Giovanni Marinelli (18 October 1879 – 11 January 1944) was an Italian Fascist political leader.

Marinelli was born in Adria, Veneto.

A wealthy man, he contributed to Fascist success by financing the March on Rome. As secretary of the National Fascist Party (PNF), he created the  Ceka, a secret police established on the model of the Soviet Cheka. The Ceka soon established itself as a terrorist squad, and was behind the assassination of Giacomo Matteotti, a prominent member of the opposition to the Fascist régime.

Tried as instigator of the murder in November 1925, Marinelli was defended by Roberto Farinacci himself, and eventually sentenced to a light punishment. His close friendship with Benito Mussolini ensured that he did not serve the full term. He remained out of the spotlight during most of the next two decades of Fascist rule, and appears to have been involved in the crushing of internal opposition to Mussolini (including moves inside the PNF). He was elected to the Chamber of Deputies of the Kingdom of Italy in 1929 and in 1934, and from November 1939 to February 1943 he held the position of State Undersecretary for Communications.
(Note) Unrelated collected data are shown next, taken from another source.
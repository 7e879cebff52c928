//! Query planning
//!
//! Turns a filter and normalized options into the two independent queries a
//! page needs: one counting every match, one fetching the requested slice.

use crate::filter::QueryFilter;
use crate::options::{QueryOptions, SortKey, DEFAULT_SORT_FIELD};
use crate::populate::PopulateDirective;

/// Count of every document matching `filter`.
#[derive(Debug, Clone, PartialEq)]
pub struct CountQuery {
    pub filter: QueryFilter,
}

/// Sorted, sliced and populated fetch.
#[derive(Debug, Clone, PartialEq)]
pub struct FindQuery {
    pub filter: QueryFilter,
    /// Never empty once planned
    pub sort: Vec<SortKey>,
    pub skip: u64,
    /// `None` fetches every match after `skip`
    pub limit: Option<u64>,
    pub populate: Vec<PopulateDirective>,
}

impl FindQuery {
    /// Unsorted, unpaginated fetch of every match.
    pub fn all(filter: QueryFilter) -> Self {
        Self {
            filter,
            sort: Vec::new(),
            skip: 0,
            limit: None,
            populate: Vec::new(),
        }
    }
}

#[derive(Debug, Clone, PartialEq)]
pub struct FetchPlan {
    pub count: CountQuery,
    pub find: FindQuery,
    pub page: u64,
    pub limit: u64,
}

#[derive(Debug, Clone)]
pub struct QueryPlanner {
    default_sort: Vec<SortKey>,
}

impl Default for QueryPlanner {
    fn default() -> Self {
        Self {
            default_sort: vec![SortKey::asc(DEFAULT_SORT_FIELD)],
        }
    }
}

impl QueryPlanner {
    pub fn new() -> Self {
        Self::default()
    }

    /// Sort used when the caller gives none.
    pub fn with_default_sort(mut self, sort: Vec<SortKey>) -> Self {
        self.default_sort = sort;
        self
    }

    pub fn plan(&self, filter: QueryFilter, options: &QueryOptions) -> FetchPlan {
        let sort = if options.sort_by.is_empty() {
            self.default_sort.clone()
        } else {
            options.sort_by.clone()
        };

        FetchPlan {
            count: CountQuery {
                filter: filter.clone(),
            },
            find: FindQuery {
                filter,
                sort,
                skip: options.skip(),
                limit: Some(options.limit),
                populate: options.populate.clone(),
            },
            page: options.page,
            limit: options.limit,
        }
    }
}

#[cfg(test)]
mod tests {
    use super::*;
    use crate::options::{PaginationPolicy, RawQueryOptions};

    #[test]
    fn defaults_to_created_at_ascending() {
        let plan = QueryPlanner::new().plan(QueryFilter::all(), &QueryOptions::default());
        assert_eq!(plan.find.sort, vec![SortKey::asc("createdAt")]);
        assert_eq!(plan.find.skip, 0);
        assert_eq!(plan.find.limit, Some(10));
        assert_eq!(plan.count.filter, plan.find.filter);
    }

    #[test]
    fn carries_sort_slice_and_population() {
        let options = RawQueryOptions::default()
            .sort_by("db:desc")
            .populate("user.team")
            .limit(5i64)
            .page(4i64)
            .normalize(&PaginationPolicy::default());
        let plan = QueryPlanner::new().plan(QueryFilter::all(), &options);
        assert_eq!(plan.find.sort, vec![SortKey::desc("db")]);
        assert_eq!(plan.find.skip, 15);
        assert_eq!((plan.page, plan.limit), (4, 5));
        assert_eq!(
            plan.find.populate,
            vec![PopulateDirective::new("user").then(PopulateDirective::new("team"))]
        );
    }

    #[test]
    fn huge_pages_do_not_overflow() {
        let options = QueryOptions::default().with_page(u64::MAX).with_limit(u64::MAX);
        let plan = QueryPlanner::new().plan(QueryFilter::all(), &options);
        assert_eq!(plan.find.skip, u64::MAX);
    }
}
As a member of the Grand Council of Fascism, on 25 July 1943 he joined the coup d'état carried out by Dino Grandi against Mussolini, as an attempt for Italy to switch sides in World War II (out of the alliance with Nazi Germany and into an agreement with the Allies). When the Nazis helped Mussolini re-establish his rule in Northern Italy, as leader of the Italian Social Republic, Marinelli was convicted of treason during the Verona trial of 1944, and executed by firing squad, along with former foreign minister Galeazzo Ciano, Emilio De Bono, Carlo Pareschi and Luciano Gottardi.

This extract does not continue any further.